On two recent deaths-who is actually more worthy of remembrance?

Ladies and gentlemen, the media in Britain has given significant reports on two recent deaths. One is of Dr. Abbas Khan, who went into the bombarded city of Aleppo, Syria to practice field medicine but was captured by Syrian troops loyal to Bashar Al-Assad and later found dead in his cell-likely at the hands of his captors. The other death is of Ronnie Biggs, infamous for his participation in the 1963 Great Train Robbery, his escape and subsequent evasion of capture for 35 years.

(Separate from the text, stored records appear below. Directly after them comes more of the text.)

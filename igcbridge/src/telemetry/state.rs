//! Connection state tracked by the telemetry listener.
//!
//! - [`ListenerState`] - lifecycle of the listener
//! - [`ConnectionState`] - mutable cache updated on every datagram
//! - [`ConnectionStatus`] - serialisable snapshot for consumers

use std::time::{Duration, Instant};

use chrono::{DateTime, Utc};
use serde::Serialize;

use super::sample::{AttitudeSample, PositionSample, TelemetryRecord};

/// Listener lifecycle.
///
/// `Failed` lasts while a failed start attempt reports its error, then the
/// listener returns to `Stopped`.
#[derive(Debug, Clone, Copy, PartialEq, Eq, Default, Serialize)]
#[serde(rename_all = "snake_case")]
pub enum ListenerState {
    #[default]
    Stopped,
    Starting,
    Running,
    Stopping,
    Failed,
}

impl std::fmt::Display for ListenerState {
    fn fmt(&self, f: &mut std::fmt::Formatter<'_>) -> std::fmt::Result {
        match self {
            Self::Stopped => write!(f, "Stopped"),
            Self::Starting => write!(f, "Starting"),
            Self::Running => write!(f, "Running"),
            Self::Stopping => write!(f, "Stopping"),
            Self::Failed => write!(f, "Failed"),
        }
    }
}

/// Latest telemetry seen by the listener.
#[derive(Debug, Default, Clone)]
pub struct ConnectionState {
    last_receive: Option<Instant>,
    last_receive_time: Option<DateTime<Utc>>,
    latest_position: Option<PositionSample>,
    latest_attitude: Option<AttitudeSample>,
    datagrams_received: u64,
}

impl ConnectionState {
    /// Record one received datagram and its parsed record.
    pub fn observe(&mut self, record: &TelemetryRecord, received_at: Instant) {
        self.last_receive = Some(received_at);
        self.last_receive_time = Some(record.timestamp());
        self.datagrams_received += 1;
        match record {
            TelemetryRecord::Position(p) => self.latest_position = Some(p.clone()),
            TelemetryRecord::Attitude(a) => self.latest_attitude = Some(a.clone()),
            TelemetryRecord::Unrecognized(_) => {}
        }
    }

    /// Whether a datagram arrived within `timeout` of `now`.
    pub fn has_connection(&self, now: Instant, timeout: Duration) -> bool {
        self.last_receive
            .is_some_and(|t| now.saturating_duration_since(t) < timeout)
    }

    pub fn last_receive(&self) -> Option<Instant> {
        self.last_receive
    }

    pub fn latest_position(&self) -> Option<&PositionSample> {
        self.latest_position.as_ref()
    }

    pub fn latest_attitude(&self) -> Option<&AttitudeSample> {
        self.latest_attitude.as_ref()
    }

    pub fn datagrams_received(&self) -> u64 {
        self.datagrams_received
    }
}

/// Position summary included in status snapshots.
#[derive(Debug, Clone, PartialEq, Serialize)]
pub struct PositionSummary {
    pub latitude: f64,
    pub longitude: f64,
    /// Meters MSL.
    pub altitude: f64,
    /// Meters per second.
    pub speed: f64,
    pub track: f64,
}

impl From<&PositionSample> for PositionSummary {
    fn from(p: &PositionSample) -> Self {
        Self {
            latitude: p.latitude(),
            longitude: p.longitude(),
            altitude: p.altitude_msl(),
            speed: p.ground_speed(),
            track: p.track(),
        }
    }
}

/// Attitude summary included in status snapshots.
#[derive(Debug, Clone, PartialEq, Serialize)]
pub struct AttitudeSummary {
    pub heading: f64,
    pub pitch: f64,
    pub roll: f64,
}

impl From<&AttitudeSample> for AttitudeSummary {
    fn from(a: &AttitudeSample) -> Self {
        Self {
            heading: a.heading(),
            pitch: a.pitch(),
            roll: a.roll(),
        }
    }
}

/// Snapshot of the listener for status displays.
#[derive(Debug, Clone, Serialize)]
pub struct ConnectionStatus {
    pub running: bool,
    pub state: ListenerState,
    pub port: u16,
    pub has_connection: bool,
    pub last_data_seconds_ago: Option<f64>,
    pub last_data_time: Option<DateTime<Utc>>,
    pub datagrams_received: u64,
    pub latest_position: Option<PositionSummary>,
    pub latest_attitude: Option<AttitudeSummary>,
}

impl ConnectionStatus {
    pub(crate) fn from_state(
        state: &ConnectionState,
        lifecycle: ListenerState,
        port: u16,
        timeout: Duration,
    ) -> Self {
        let now = Instant::now();
        Self {
            running: lifecycle == ListenerState::Running,
            state: lifecycle,
            port,
            has_connection: state.has_connection(now, timeout),
            last_data_seconds_ago: state
                .last_receive
                .map(|t| now.saturating_duration_since(t).as_secs_f64()),
            last_data_time: state.last_receive_time,
            datagrams_received: state.datagrams_received,
            latest_position: state.latest_position.as_ref().map(PositionSummary::from),
            latest_attitude: state.latest_attitude.as_ref().map(AttitudeSummary::from),
        }
    }
}

impl std::fmt::Display for ConnectionStatus {
    fn fmt(&self, f: &mut std::fmt::Formatter<'_>) -> std::fmt::Result {
        let link = if self.has_connection {
            "receiving"
        } else {
            "no data"
        };
        write!(f, "UDP {} on port {} ({})", self.state, self.port, link)?;
        if let Some(p) = &self.latest_position {
            write!(
                f,
                ", last fix {:.5}, {:.5} @ {:.0}m",
                p.latitude, p.longitude, p.altitude
            )?;
        }
        Ok(())
    }
}

#[cfg(test)]
mod tests {
    use super::*;
    use crate::telemetry::parse_line;

    #[test]
    fn test_connection_timeout() {
        let mut state = ConnectionState::default();
        let start = Instant::now();
        assert!(!state.has_connection(start, Duration::from_secs(5)));

        state.observe(&parse_line("INVALID", None), start);
        assert!(state.has_connection(start + Duration::from_secs(4), Duration::from_secs(5)));
        assert!(!state.has_connection(start + Duration::from_secs(5), Duration::from_secs(5)));
    }

    #[test]
    fn test_observe_updates_cache_by_kind() {
        let mut state = ConnectionState::default();
        let now = Instant::now();

        state.observe(&parse_line("XGPSSim,8.5,47.3,1200,90,30", None), now);
        state.observe(&parse_line("XATTSim,91,2,-3", None), now);
        state.observe(&parse_line("noise", None), now);

        assert_eq!(state.datagrams_received(), 3);
        assert_eq!(state.latest_position().map(|p| p.latitude()), Some(47.3));
        assert_eq!(state.latest_attitude().map(|a| a.heading()), Some(91.0));
    }

    #[test]
    fn test_status_snapshot() {
        let mut state = ConnectionState::default();
        state.observe(&parse_line("XGPSSim,8.5,47.3,1200,90,30", None), Instant::now());

        let status =
            ConnectionStatus::from_state(&state, ListenerState::Running, 49002, Duration::from_secs(5));
        assert!(status.running);
        assert!(status.has_connection);
        assert_eq!(status.latest_position.as_ref().map(|p| p.altitude), Some(1200.0));
        assert!(status.latest_attitude.is_none());
        assert!(status.to_string().contains("port 49002"));

        let json = serde_json::to_value(&status).unwrap();
        assert_eq!(json["state"], "running");
        assert_eq!(json["latest_position"]["speed"], 30.0);
    }
}
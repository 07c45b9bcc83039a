//! Line commands accepted on stdin while `igcbridge run` is active.

use std::time::Duration;

use igcbridge::config::positive_duration;

/// Help text printed for `help`.
pub const HELP: &str = "\
Commands:
  start [pilot]    Start recording (optional pilot name for this flight)
  stop             Stop recording and close the flight log
  status           Show connection and recording status
  json             Show status as JSON
  interval <secs>  Change the seconds between recorded fixes
  help             Show this help
  quit             Stop recording and exit";

/// A parsed prompt line.
#[derive(Debug, Clone, PartialEq)]
pub enum PromptCommand {
    Start { pilot: Option<String> },
    Stop,
    Status,
    StatusJson,
    Interval(Duration),
    Help,
    Quit,
    /// Blank line
    Empty,
    /// Known command with a bad argument
    Invalid(String),
    Unknown(String),
}

impl PromptCommand {
    /// Parse one line typed at the prompt. Command words are case-insensitive.
    pub fn parse(line: &str) -> Self {
        let line = line.trim();
        let (word, rest) = match line.split_once(char::is_whitespace) {
            Some((word, rest)) => (word, rest.trim()),
            None => (line, ""),
        };

        match word.to_lowercase().as_str() {
            "" => PromptCommand::Empty,
            "start" | "record" => PromptCommand::Start {
                pilot: (!rest.is_empty()).then(|| rest.to_string()),
            },
            "stop" => PromptCommand::Stop,
            "status" => PromptCommand::Status,
            "json" => PromptCommand::StatusJson,
            "interval" => match rest.parse::<f64>().ok().and_then(positive_duration) {
                Some(interval) => PromptCommand::Interval(interval),
                None => {
                    PromptCommand::Invalid("interval needs a positive number of seconds".into())
                }
            },
            "help" | "?" => PromptCommand::Help,
            "quit" | "exit" | "q" => PromptCommand::Quit,
            _ => PromptCommand::Unknown(word.to_string()),
        }
    }
}

#[cfg(test)]
mod tests {
    use super::*;

    #[test]
    fn test_basic_commands() {
        assert_eq!(PromptCommand::parse("stop"), PromptCommand::Stop);
        assert_eq!(PromptCommand::parse("  STATUS "), PromptCommand::Status);
        assert_eq!(PromptCommand::parse("json"), PromptCommand::StatusJson);
        assert_eq!(PromptCommand::parse("?"), PromptCommand::Help);
        assert_eq!(PromptCommand::parse("exit"), PromptCommand::Quit);
        assert_eq!(PromptCommand::parse(""), PromptCommand::Empty);
    }

    #[test]
    fn test_start_with_pilot() {
        assert_eq!(
            PromptCommand::parse("start"),
            PromptCommand::Start { pilot: None }
        );
        assert_eq!(
            PromptCommand::parse("start  Jane  Pilot "),
            PromptCommand::Start {
                pilot: Some("Jane  Pilot".to_string())
            }
        );
    }

    #[test]
    fn test_interval() {
        assert_eq!(
            PromptCommand::parse("interval 0.5"),
            PromptCommand::Interval(Duration::from_millis(500))
        );
        assert!(matches!(
            PromptCommand::parse("interval"),
            PromptCommand::Invalid(_)
        ));
        assert!(matches!(
            PromptCommand::parse("interval -2"),
            PromptCommand::Invalid(_)
        ));
        assert!(matches!(
            PromptCommand::parse("interval 1e20"),
            PromptCommand::Invalid(_)
        ));
    }

    #[test]
    fn test_unknown() {
        assert_eq!(
            PromptCommand::parse("fly now"),
            PromptCommand::Unknown("fly".to_string())
        );
    }
}
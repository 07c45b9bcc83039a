//! ForeFlight-style telemetry line parsing.
//!
//! Supports two text formats:
//! - **XGPS** - `XGPS<name>,<lon>,<lat>,<alt_m>,<track_deg>,<speed_mps>`
//! - **XATT** - `XATT<name>,<heading_deg>,<pitch_deg>,<roll_deg>`
//!
//! Parsing never fails: anything that is not a well-formed, in-range report
//! comes back as [`TelemetryRecord::Unrecognized`] holding the trimmed text.

use chrono::{DateTime, Utc};
use tracing::{debug, trace};

use super::sample::{AttitudeSample, PositionSample, TelemetryRecord, UnrecognizedLine};

const XGPS_PREFIX: &str = "XGPS";
const XATT_PREFIX: &str = "XATT";

/// Name plus five numerics.
const XGPS_MIN_FIELDS: usize = 6;

/// Name plus three numerics.
const XATT_MIN_FIELDS: usize = 4;

/// Parse a raw datagram (auto-detects the line type).
///
/// Invalid UTF-8 sequences are replaced before parsing.
pub fn parse_datagram(data: &[u8], timestamp: Option<DateTime<Utc>>) -> TelemetryRecord {
    parse_line(&String::from_utf8_lossy(data), timestamp)
}

/// Parse a single telemetry line.
///
/// The timestamp defaults to the current UTC time when not supplied.
pub fn parse_line(line: &str, timestamp: Option<DateTime<Utc>>) -> TelemetryRecord {
    let timestamp = timestamp.unwrap_or_else(Utc::now);
    let line = line.trim();

    let parsed = if let Some(body) = line.strip_prefix(XGPS_PREFIX) {
        parse_xgps(body, timestamp)
    } else if let Some(body) = line.strip_prefix(XATT_PREFIX) {
        parse_xatt(body, timestamp)
    } else {
        if !line.is_empty() {
            trace!(line, "Unrecognized telemetry line");
        }
        None
    };

    parsed.unwrap_or_else(|| {
        TelemetryRecord::Unrecognized(UnrecognizedLine::new(line, Some(timestamp)))
    })
}

/// Parse the body of an XGPS line (prefix already stripped).
fn parse_xgps(body: &str, timestamp: DateTime<Utc>) -> Option<TelemetryRecord> {
    let parts: Vec<&str> = body.split(',').collect();
    if parts.len() < XGPS_MIN_FIELDS {
        debug!(fields = parts.len(), "XGPS line too short");
        return None;
    }

    let values = parse_numbers(&parts[1..XGPS_MIN_FIELDS])?;
    match PositionSample::new(
        parts[0].trim(),
        values[0],
        values[1],
        values[2],
        values[3],
        values[4],
        Some(timestamp),
    ) {
        Ok(sample) => Some(TelemetryRecord::Position(sample)),
        Err(e) => {
            debug!(error = %e, "Rejected XGPS sample");
            None
        }
    }
}

/// Parse the body of an XATT line (prefix already stripped).
fn parse_xatt(body: &str, timestamp: DateTime<Utc>) -> Option<TelemetryRecord> {
    let parts: Vec<&str> = body.split(',').collect();
    if parts.len() < XATT_MIN_FIELDS {
        debug!(fields = parts.len(), "XATT line too short");
        return None;
    }

    let values = parse_numbers(&parts[1..XATT_MIN_FIELDS])?;
    match AttitudeSample::new(
        parts[0].trim(),
        values[0],
        values[1],
        values[2],
        Some(timestamp),
    ) {
        Ok(sample) => Some(TelemetryRecord::Attitude(sample)),
        Err(e) => {
            debug!(error = %e, "Rejected XATT sample");
            None
        }
    }
}

fn parse_numbers(fields: &[&str]) -> Option<Vec<f64>> {
    let mut values = Vec::with_capacity(fields.len());
    for field in fields {
        match field.trim().parse::<f64>() {
            Ok(v) => values.push(v),
            Err(_) => {
                debug!(field = %field, "Non-numeric telemetry field");
                return None;
            }
        }
    }
    Some(values)
}

#[cfg(test)]
mod tests {
    use super::*;

    fn assert_unrecognized(record: &TelemetryRecord, expected_raw: &str) {
        match record {
            TelemetryRecord::Unrecognized(line) => assert_eq!(line.raw(), expected_raw),
            other => panic!("expected Unrecognized, got {:?}", other),
        }
    }

    // ==================== XGPS tests ====================

    #[test]
    fn test_parse_xgps_zero_position() {
        let before = Utc::now();
        let record = parse_line("XGPSSim,0.0,0.0,0.0,0.0,0.0", None);

        let TelemetryRecord::Position(p) = record else {
            panic!("expected position, got {:?}", record);
        };
        assert_eq!(p.sim_name(), "Sim");
        assert_eq!(p.longitude(), 0.0);
        assert_eq!(p.latitude(), 0.0);
        assert_eq!(p.altitude_msl(), 0.0);
        assert_eq!(p.track(), 0.0);
        assert_eq!(p.ground_speed(), 0.0);
        assert!(p.timestamp() >= before);
        assert!((Utc::now() - p.timestamp()).num_seconds() < 2);
    }

    #[test]
    fn test_parse_xgps_values() {
        let record = parse_line("XGPSAerofly FS 4,-122.5,45.5,3048.0,270.5,54.3\r\n", None);

        let TelemetryRecord::Position(p) = record else {
            panic!("expected position");
        };
        assert_eq!(p.sim_name(), "Aerofly FS 4");
        assert!((p.longitude() - (-122.5)).abs() < 1e-9);
        assert!((p.latitude() - 45.5).abs() < 1e-9);
        assert!((p.altitude_msl() - 3048.0).abs() < 1e-9);
        assert!((p.track() - 270.5).abs() < 1e-9);
        assert!((p.ground_speed() - 54.3).abs() < 1e-9);
    }

    #[test]
    fn test_parse_xgps_ignores_extra_fields() {
        let record = parse_line("XGPSSim,1.0,2.0,3.0,4.0,5.0,6.0,7.0", None);
        assert!(matches!(record, TelemetryRecord::Position(_)));
    }

    #[test]
    fn test_parse_xgps_too_short() {
        let record = parse_line("XGPSSim,1,2", None);
        assert_unrecognized(&record, "XGPSSim,1,2");
    }

    #[test]
    fn test_parse_xgps_non_numeric() {
        let record = parse_line("XGPSSim,east,2,3,4,5", None);
        assert_unrecognized(&record, "XGPSSim,east,2,3,4,5");
    }

    #[test]
    fn test_parse_xgps_out_of_range_is_unrecognized() {
        assert_unrecognized(
            &parse_line("XGPSSim,190.0,0,0,0,0", None),
            "XGPSSim,190.0,0,0,0,0",
        );
        assert_unrecognized(&parse_line("XGPSSim,0,-91,0,0,0", None), "XGPSSim,0,-91,0,0,0");
        assert_unrecognized(&parse_line("XGPSSim,0,0,0,400,0", None), "XGPSSim,0,0,0,400,0");
        assert_unrecognized(&parse_line("XGPSSim,0,0,0,0,-3", None), "XGPSSim,0,0,0,0,-3");
    }

    // ==================== XATT tests ====================

    #[test]
    fn test_parse_xatt() {
        let record = parse_line("XATTSim,180.5,15.3,-5.7", None);

        let TelemetryRecord::Attitude(a) = record else {
            panic!("expected attitude");
        };
        assert_eq!(a.sim_name(), "Sim");
        assert!((a.heading() - 180.5).abs() < 1e-9);
        assert!((a.pitch() - 15.3).abs() < 1e-9);
        assert!((a.roll() - (-5.7)).abs() < 1e-9);
    }

    #[test]
    fn test_parse_xatt_too_short() {
        assert_unrecognized(&parse_line("XATTSim,45.5,5.2", None), "XATTSim,45.5,5.2");
    }

    #[test]
    fn test_parse_xatt_out_of_range() {
        assert_unrecognized(&parse_line("XATTSim,0,95,0", None), "XATTSim,0,95,0");
    }

    // ==================== General tests ====================

    #[test]
    fn test_parse_invalid_and_empty() {
        assert_unrecognized(&parse_line("INVALID", None), "INVALID");
        assert_unrecognized(&parse_line("", None), "");
        assert_unrecognized(&parse_line("   \n", None), "");
    }

    #[test]
    fn test_parse_uses_supplied_timestamp() {
        let ts = Utc::now() - chrono::Duration::seconds(30);
        let record = parse_line("XATTSim,1,2,3", Some(ts));
        assert_eq!(record.timestamp(), ts);

        let record = parse_line("garbage", Some(ts));
        assert_eq!(record.timestamp(), ts);
    }

    #[test]
    fn test_parse_datagram_lossy_decoding() {
        let record = parse_datagram(b"XATTSim,1,2,3", None);
        assert!(matches!(record, TelemetryRecord::Attitude(_)));

        let record = parse_datagram(b"\xff\xfeXGPS", None);
        assert!(matches!(record, TelemetryRecord::Unrecognized(_)));
    }
}
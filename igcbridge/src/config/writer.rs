//! INI serialization logic for converting `ConfigFile` → INI string.
//!
//! This module contains the `to_config_string()` function that produces
//! the commented INI representation written to `config.ini`.

use std::path::Path;

use super::settings::ConfigFile;

/// Convert a `ConfigFile` to a commented INI string for saving.
pub(super) fn to_config_string(config: &ConfigFile) -> String {
    let competition_class = config.pilot.competition_class.as_deref().unwrap_or("");

    format!(
        r#"[network]
; UDP port the simulator sends XGPS/XATT telemetry to.
; In Aerofly FS4 enable "Broadcast flight info to IP address" with this port.
udp_port = {}
; Receive buffer size in bytes (one datagram per read)
buffer_size = {}
; Seconds without a datagram before the simulator counts as disconnected
connection_timeout = {}

[recording]
; Directory for new .igc flight logs (created on demand)
directory = {}
; Minimum seconds between recorded fixes (1.0 = one fix per second)
interval = {}
; File names look like <prefix>_YYYYMMDD_HHMMSS.igc
file_prefix = {}

[pilot]
; Header metadata for new recordings
name = {}
glider_type = {}
glider_id = {}
; Optional, leave empty to omit from the header
competition_class = {}

[logging]
; Log file, cleared at the start of each run
file = {}
"#,
        config.network.udp_port,
        config.network.buffer_size,
        config.network.connection_timeout,
        path_to_string(&config.recording.directory),
        config.recording.interval,
        config.recording.file_prefix,
        config.pilot.name,
        config.pilot.glider_type,
        config.pilot.glider_id,
        competition_class,
        path_to_string(&config.logging.file),
    )
}

/// Convert path to string, using ~ for home directory.
pub(super) fn path_to_string(path: &Path) -> String {
    if let Some(home) = dirs::home_dir() {
        if let Ok(stripped) = path.strip_prefix(&home) {
            return format!("~/{}", stripped.display());
        }
    }
    path.display().to_string()
}
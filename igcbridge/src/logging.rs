//! Logging infrastructure for igcbridge.
//!
//! Provides structured logging with file output and optional console output:
//! - Writes to `~/.igcbridge/igcbridge.log` (cleared on session start)
//! - Optionally mirrors to stdout for interactive runs
//! - Local-time RFC 3339 timestamps
//! - Configurable via RUST_LOG environment variable

use std::fs;
use std::io;
use std::path::{Path, PathBuf};

use time::format_description::well_known::Rfc3339;
use time::UtcOffset;
use tracing_appender::non_blocking::WorkerGuard;
use tracing_subscriber::fmt::time::OffsetTime;
use tracing_subscriber::layer::SubscriberExt;
use tracing_subscriber::util::SubscriberInitExt;
use tracing_subscriber::EnvFilter;

use crate::config::{config_directory, DEFAULT_LOG_FILE_NAME};

/// Guard that must be kept alive for the duration of logging.
///
/// Dropping this guard will flush and close the log file writer.
pub struct LoggingGuard {
    _file_guard: WorkerGuard,
}

/// Initialize logging system.
///
/// Creates the log directory if needed, clears the previous log file,
/// and installs the global subscriber.
///
/// # Arguments
///
/// * `log_dir` - Directory for log files
/// * `log_file` - Log filename (e.g., "igcbridge.log")
/// * `stdout_enabled` - Also print log lines to stdout
/// * `debug` - Force `debug` level when RUST_LOG is not set
///
/// # Errors
///
/// Returns error if the log directory cannot be created, the log file cannot
/// be cleared, or a global subscriber is already installed.
pub fn init_logging(
    log_dir: &Path,
    log_file: &str,
    stdout_enabled: bool,
    debug: bool,
) -> Result<LoggingGuard, io::Error> {
    let log_path = prepare_log_file(log_dir, log_file)?;

    let file_appender = tracing_appender::rolling::never(log_dir, log_file);
    let (non_blocking_file, file_guard) = tracing_appender::non_blocking(file_appender);

    let file_layer = tracing_subscriber::fmt::layer()
        .with_writer(non_blocking_file)
        .with_ansi(false)
        .with_timer(local_timer())
        .with_target(true);

    let stdout_layer = stdout_enabled.then(|| {
        tracing_subscriber::fmt::layer()
            .with_writer(io::stdout)
            .with_ansi(true)
            .with_timer(local_timer())
            .with_target(false)
            .compact()
    });

    let default_level = if debug { "debug" } else { "info" };
    let env_filter =
        EnvFilter::try_from_default_env().unwrap_or_else(|_| EnvFilter::new(default_level));

    tracing_subscriber::registry()
        .with(env_filter)
        .with(file_layer)
        .with(stdout_layer)
        .try_init()
        .map_err(|e| io::Error::new(io::ErrorKind::Other, e))?;

    tracing::debug!(path = %log_path.display(), "Logging initialized");

    Ok(LoggingGuard {
        _file_guard: file_guard,
    })
}

/// Create the log directory and truncate the log file.
fn prepare_log_file(log_dir: &Path, log_file: &str) -> Result<PathBuf, io::Error> {
    fs::create_dir_all(log_dir)?;
    let log_path = log_dir.join(log_file);
    fs::write(&log_path, "")?;
    Ok(log_path)
}

/// Local-time timestamps, falling back to UTC when the offset is unknown.
fn local_timer() -> OffsetTime<Rfc3339> {
    OffsetTime::local_rfc_3339().unwrap_or_else(|_| OffsetTime::new(UtcOffset::UTC, Rfc3339))
}

/// Get default log directory path (~/.igcbridge).
pub fn default_log_dir() -> PathBuf {
    config_directory()
}

/// Get default log file name.
pub fn default_log_file() -> &'static str {
    DEFAULT_LOG_FILE_NAME
}
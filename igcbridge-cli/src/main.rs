//! igcbridge CLI - Command-line interface
//!
//! Headless front end for the igcbridge library: listens for simulator
//! telemetry and records IGC flight logs.

mod commands;
mod error;
mod runner;

use clap::{Parser, Subcommand};
use std::path::PathBuf;

use commands::config::ConfigCommands;
use commands::run::RunArgs;

#[derive(Parser)]
#[command(name = "igcbridge")]
#[command(version = igcbridge::VERSION)]
#[command(about = "Record flight simulator telemetry as IGC flight logs", long_about = None)]
struct Cli {
    #[command(subcommand)]
    command: Commands,
}

#[derive(Subcommand)]
enum Commands {
    /// Listen for telemetry and record flights (interactive prompt)
    Run {
        /// Start recording immediately
        #[arg(long)]
        record: bool,

        /// UDP port to listen on (overrides network.udp_port)
        #[arg(long)]
        port: Option<u16>,

        /// Directory for flight logs (overrides recording.directory)
        #[arg(long)]
        output_dir: Option<PathBuf>,

        /// Seconds between recorded fixes (overrides recording.interval)
        #[arg(long)]
        interval: Option<f64>,

        /// Pilot name for new recordings (overrides pilot.name)
        #[arg(long)]
        pilot: Option<String>,

        /// Print a status line every N seconds (0 disables)
        #[arg(long, default_value = "0")]
        status_every: u64,

        /// Enable debug logging
        #[arg(long)]
        debug: bool,
    },

    /// View or change configuration settings
    Config {
        #[command(subcommand)]
        command: ConfigCommands,
    },

    /// Create ~/.igcbridge/config.ini with default settings
    Init,
}

fn main() {
    let cli = Cli::parse();

    let result = match cli.command {
        Commands::Run {
            record,
            port,
            output_dir,
            interval,
            pilot,
            status_every,
            debug,
        } => commands::run::run(RunArgs {
            record,
            port,
            output_dir,
            interval,
            pilot,
            status_every,
            debug,
        }),
        Commands::Config { command } => commands::config::run(command),
        Commands::Init => commands::config::run_init(),
    };

    if let Err(e) = result {
        e.exit();
    }
}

In relation to these two deaths, what I should say is this: Dr. Khan deserves to be remembered and mourned. He went into the job of field medic in Syria despite the brutal civil war Syria is undergoing, and the near-suicidal risk he took into trying to save the lives of people caught in the crossfire between rebels and Syrian government forces. There are few doctors anywhere who would risk this, even those more passionate about saving lives and keeping people healthy than most. The world should be thankful for people like Abbas Khan.

Ronnie Biggs, on the other hand, does not deserve to be remembered. He was merely a rather average small-time crook who happened to participate in a robbery (much) more spectacular than most at the time, and he is remembered more for his daring escape from Wandsworth Prison and years of exile than anything else. What he did was clearly and incontrovertibly wrong- he stole enormous amounts of money just for personal gain, and put an honest train driver, Jack Mills, out of work and into a premature death. It is only the escape Ronnie performed and his success in evading capture (before he voluntarily returned to the UK in 2001) that means people today know who he was. Most of the other participants of the Great Train Robbery have been forgotten, after all, and this crime would, in all likelihood, have just faded into criminological history had it not been for Mr. Biggs' lucky escape attempt all those years ago, which kept memories of the crime alive. 

There are some people we should remember-and some who we should forget so we can move onwards. From Alan.